The prediction information is usually represented as vectors describing the displacement of objects in the frames. These vectors are called motion vectors. The procedure to estimate these vectors is called motion estimation. The usage of these vectors to retrieve frames is known as motion compensation.
Prediction is often applied on blocks within a frame. The block sizes vary for different algorithms (e.g. 8×8 or 16×16 pixels, or 2n×2m pixels with n and m being positive integers). Some blocks change significantly between frames, to the point that it is better to send all the block data independently from any prior information, i.e. without prediction. These blocks are called Intra blocks.
In video sequences there are frames, which are fully coded in Intra mode. For example, the first frame of the sequence is fully coded in Intra mode, because it cannot be predicted. Frames that are significantly different from previous ones, such as when there is a scene change, are also coded in Intra mode. The choice of the coding mode is made by the video encoder. FIGS. 1 and 2 illustrate a typical video encoder 410 and decoder 420 respectively.
The decoder 420 operates on a multiplexed video bit-stream (includes video and audio), which is demultiplexed to obtain the compressed video frames. The compressed data comprises entropy-coded-quantized prediction error transform coefficients, coded motion vectors and macro block type information. The decoded quantized transform coefficients c(x,y,t), where x,y are the coordinates of the coefficient and t stands for time, are inverse quantized to obtain transform coefficients d(x,y,t) according to the following relation:
d(x,y,t)=Q ⁻¹(c(x,y,t)) (3)
where Q⁻¹is the inverse quantization operation. In the case of scalar quantization, equation (3) becomes
d(x,y,t)=QPc(x,y,t) (4)
where QP is the quantization parameter. In the inverse transform block, the transform coefficients are subject to an inverse transform to obtain the prediction error E_c(x,y,t):
E _c(x,y,t)=T ⁻¹(d(x,y,t)) (5)
where T⁻¹is the inverse transform operation, which is the inverse DCT in most compression techniques.
If the block of data is an intra-type macro block, the pixels of the block are equal to E_c(x,y,t). In fact, as explained previously, there is no prediction, i.e.:
R(x,y,t)=E _c(x,y,t) (6)
If the block of data is an inter-type macro block, the pixels of the block are reconstructed by finding the predicted pixel positions using the received motion vectors (Δ_x, Δ_y) on the reference frame R(x,y,t−1) retrieved from the frame memory. The obtained predicted frame is:
P(x,y,t)=R(x+Δ _x ,y+Δ _y ,t−1) (7)
The reconstructed frame is
R(x,y,t)=P(x,y,t)+E _c(x,y,t) (8)
As given by equation (1), the spatial domain representation of an editing operation is:
{tilde over (V)}(x,y,t)=α(x,y,t)V(x,y,t)+β(x,y,t).

SUMMARY OF THE INVENTION

The present invention performs editing operations on video sequences while they are still in compressed format. This technique significantly reduces the complexity requirements and achieves important speed-up with respect to the prior arts. The editing technique represents a platform for several editing operations such as fading-in to a color or to a set of color, fading-out from a color or from a set of colors, fading-in from color components in color video frames to color components in monochrome video frames, and the inverse procedure of regaining the original space.
According to the first aspect of the present invention, there is provided a method of editing a bitstream carrying video data indicative of a video sequence, wherein the video data comprises residual data in the video sequence. The method comprises:

- obtaining the residual data from the bitstream; and
- modifying the residual data in a transform domain for providing further data in a modified bitstream in order to achieve a video effect.

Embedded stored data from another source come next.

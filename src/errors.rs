use std::{error, fmt, io};

/// Classification of engine failures.
///
/// The kind decides logging and retry behavior; the HTTP status carried by
/// [`HttpError`] decides what the peer sees.
#[derive(Debug, Clone, Copy, PartialEq, Eq)]
pub enum ErrorKind {
    /// A configured limit was exceeded (body, header, URI or form size).
    LimitExceeded,
    /// The message violated the HTTP/1.x grammar.
    Malformed,
    /// Unsupported protocol version or expectation.
    ProtocolMismatch,
    /// Inactivity, parse, or request-duration timeout fired.
    Timeout,
    /// The socket closed mid-request.
    CommsLost,
    /// A downstream queue was full and the write could not be retried.
    UpstreamRefused,
    /// 500-class failure generated by the application handler.
    HandlerFailure,
    /// Contradictory message content, e.g. duplicate Content-Length.
    Conflict,
    /// Transport-level I/O failure.
    Io,
}

/// How hard to slam the door after emitting the error response.
#[derive(Debug, Clone, Copy, PartialEq, Eq, PartialOrd, Ord)]
pub enum Severity {
    /// Respond and keep the connection alive.
    Respond,
    /// Respond, then drop keep-alive: this request's framing is suspect
    /// but the response itself is deliverable.
    Close,
    /// Headers are unrecoverable; respond if possible and sever the
    /// connection.
    Abort,
}

/// An engine error bound for the peer as an HTTP status.
///
/// Errors never rewind the connection state machine. They are recorded on
/// the connection, keep-alive is cancelled, and the machine still advances
/// through its remaining states to emit the mapped response.
#[derive(Debug, Clone, PartialEq)]
pub struct HttpError {
    pub kind: ErrorKind,
    pub status: u16,
    pub severity: Severity,
    message: String,
}

impl HttpError {
    pub(crate) fn new(kind: ErrorKind, status: u16, message: impl Into<String>) -> Self {
        Self {
            kind,
            status,
            severity: Severity::Respond,
            message: message.into(),
        }
    }

    /// A limit breach: 413/414-class.
    pub(crate) fn limit(status: u16, message: impl Into<String>) -> Self {
        Self::new(ErrorKind::LimitExceeded, status, message)
    }

    /// A grammar violation: 400-class.
    pub(crate) fn bad_request(message: impl Into<String>) -> Self {
        Self::new(ErrorKind::Malformed, crate::proto::BAD_REQUEST, message)
    }

    pub(crate) fn protocol(status: u16, message: impl Into<String>) -> Self {
        Self::new(ErrorKind::ProtocolMismatch, status, message)
    }

    pub(crate) fn timeout(message: impl Into<String>) -> Self {
        Self::new(ErrorKind::Timeout, crate::proto::REQUEST_TIMEOUT, message).abort()
    }

    pub(crate) fn comms_lost(message: impl Into<String>) -> Self {
        Self::new(ErrorKind::CommsLost, crate::proto::COMMS_ERROR, message).abort()
    }

    pub(crate) fn conflict(message: impl Into<String>) -> Self {
        Self::new(ErrorKind::Conflict, crate::proto::BAD_REQUEST, message)
    }

    pub(crate) fn refused(message: impl Into<String>) -> Self {
        Self::new(
            ErrorKind::UpstreamRefused,
            crate::proto::SERVICE_UNAVAILABLE,
            message,
        )
    }

    /// Escalate: sever the connection after the response.
    pub(crate) fn abort(mut self) -> Self {
        self.severity = Severity::Abort;
        self
    }

    /// Escalate: drop keep-alive after the response.
    pub(crate) fn close(mut self) -> Self {
        if self.severity < Severity::Close {
            self.severity = Severity::Close;
        }
        self
    }

    pub fn message(&self) -> &str {
        &self.message
    }
}

impl error::Error for HttpError {}
impl fmt::Display for HttpError {
    fn fmt(&self, f: &mut fmt::Formatter<'_>) -> fmt::Result {
        write!(f, "{} ({:?}): {}", self.status, self.kind, self.message)
    }
}

impl From<io::Error> for HttpError {
    fn from(err: io::Error) -> Self {
        let kind = match err.kind() {
            io::ErrorKind::TimedOut => ErrorKind::Timeout,
            io::ErrorKind::UnexpectedEof
            | io::ErrorKind::ConnectionReset
            | io::ErrorKind::BrokenPipe => ErrorKind::CommsLost,
            _ => ErrorKind::Io,
        };
        Self::new(kind, crate::proto::COMMS_ERROR, err.to_string()).abort()
    }
}

#[cfg(test)]
mod errors_self {
    use super::*;

    #[test]
    fn severity_escalates_but_never_relaxes() {
        let err = HttpError::bad_request("x").abort().close();
        assert_eq!(err.severity, Severity::Abort);

        let err = HttpError::bad_request("x").close();
        assert_eq!(err.severity, Severity::Close);
    }

    #[test]
    fn io_mapping() {
        let err: HttpError = io::Error::new(io::ErrorKind::BrokenPipe, "gone").into();
        assert_eq!(err.kind, ErrorKind::CommsLost);
        assert_eq!(err.severity, Severity::Abort);

        let err: HttpError = io::Error::new(io::ErrorKind::TimedOut, "slow").into();
        assert_eq!(err.kind, ErrorKind::Timeout);
    }
}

According to the present invention, the residual data can be residual error data, transformed residual error data, quantized, transformed residual error data or coded, quantized, transformed residual error data.
According to the second aspect of the present invention, there is provided a video editing device for use in editing a bitstream carrying video data indicative of a video sequence, wherein the video data comprises residual data in the video sequence. The device comprises:

- a first module for obtaining an error signal indicative of the residual data in transform domain from the bitstream;
- a second module, responsive to the error signal, for combining an editing data indicative of an editing effect with the error signal for providing a modified bitstream.

According to the present invention, the bitstream comprises a compressed bitstream, and the first module comprises an inverse quantization module for providing a plurality of transform coefficients containing the residual data.
According to the present invention, the editing data can be applied to the transform coefficients for providing a plurality of edited transform coefficients in the compressed domain, through multiplication or addition or both.
The editing data can also be applied to the quantization parameters containing residual data.
According to the third aspect of the present invention, there is provided an electronic device, which comprises:

- a first module, responsive to video data indicative of a video sequence, for providing a bitstream indicative of the video data, wherein the video data comprises residual data; and
- a second module, responsive to the bitstream, for combining editing data indicative of an editing effect with the error signal in transform domain for providing a modified bitstream.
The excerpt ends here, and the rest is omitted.